I can find solutions but they are generally wrong like (2x-5)(6x+2)=0.

I think polynomial long-division might work, come to think of it.

2. Here's a kick-off

(ax+b)(cx+d) where ac=6 and bd=-5

now expand (ax+b)(cx+d) out, what do you get?

3. Originally Posted by bournouli
like 6x^2+2x-5=0

I can find solutions but they are generally wrong like (2x-5)(6x+2)=0.

I think polynomial long-division might work, come to think of it.
Since the discriminant is irrational it will not factor with rational coefficients. Here is a way it can be done.
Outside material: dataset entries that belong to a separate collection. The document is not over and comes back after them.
use crate::backup::TABLES;
use crate::db::{db_path, get_connection, get_metadata};
use crate::error::Result;
use crate::fmt::format_bytes;
use crate::settings::load_settings;

pub fn run() -> Result<()> {
    let settings = load_settings();
    let db_path = db_path();

    println!("User:        {}", if settings.user_name.is_empty() { "(not set)" } else { &settings.user_name });
    println!("Data dir:    {}", settings.data_dir);
    println!("Database:    {}", db_path.display());
    println!("Currency:    {}", settings.currency);
    println!("Fiscal year: starts in month {:02}", settings.fiscal_start_month());

    if !db_path.exists() {
        println!();
        println!("Database not found. Run `pocketbook init` to set up.");
        return Ok(());
    }

    let size = std::fs::metadata(&db_path)?.len();
    println!("DB size:     {}", format_bytes(size));

    let conn = get_connection(&db_path)?;
    let schema = get_metadata(&conn, "schema_version");
    println!("Schema:      {}", schema.as_deref().unwrap_or("(unknown)"));

    let open_drafts: i64 = conn.query_row(
        "SELECT count(*) FROM statement_drafts WHERE status = 'open'",
        [],
        |r| r.get(0),
    )?;

    println!();
    for table in TABLES.iter().filter(|t| **t != "metadata") {
        let count: i64 = conn.query_row(&format!("SELECT count(*) FROM {table}"), [], |r| r.get(0))?;
        println!("{:<18} {count}", format!("{table}:"));
    }
    println!("{:<18} {open_drafts}", "open drafts:");
    Ok(())
}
$\displaystyle 6x^2+2x-5=0 \iff 6\left[x^2+\frac{1}{3}x-\frac{5}{6}\right]=0$

Now complete the square to get

$\displaystyle 6\left[ \left(x^2+\frac{1}{3}x+\frac{1}{36}\right)-\frac{1}{36}-\frac{5}{6}\right]=6\left[ \left(x+\frac{1}{6} \right)^2-\frac{31}{36}\right]$

Now we can write this as the difference of squares

$\displaystyle 6\left[ \left(x+\frac{1}{6} \right)^2-\left(\frac{\sqrt{31}}{6}\right)^2\right]=6\left[ \left(x+\frac{1}{6} -\frac{\sqrt{31}}{6}\right)\left(x+\frac{1}{6} +\frac{\sqrt{31}}{6}\right)\right]$

4. It was really that easy huh? -thanks.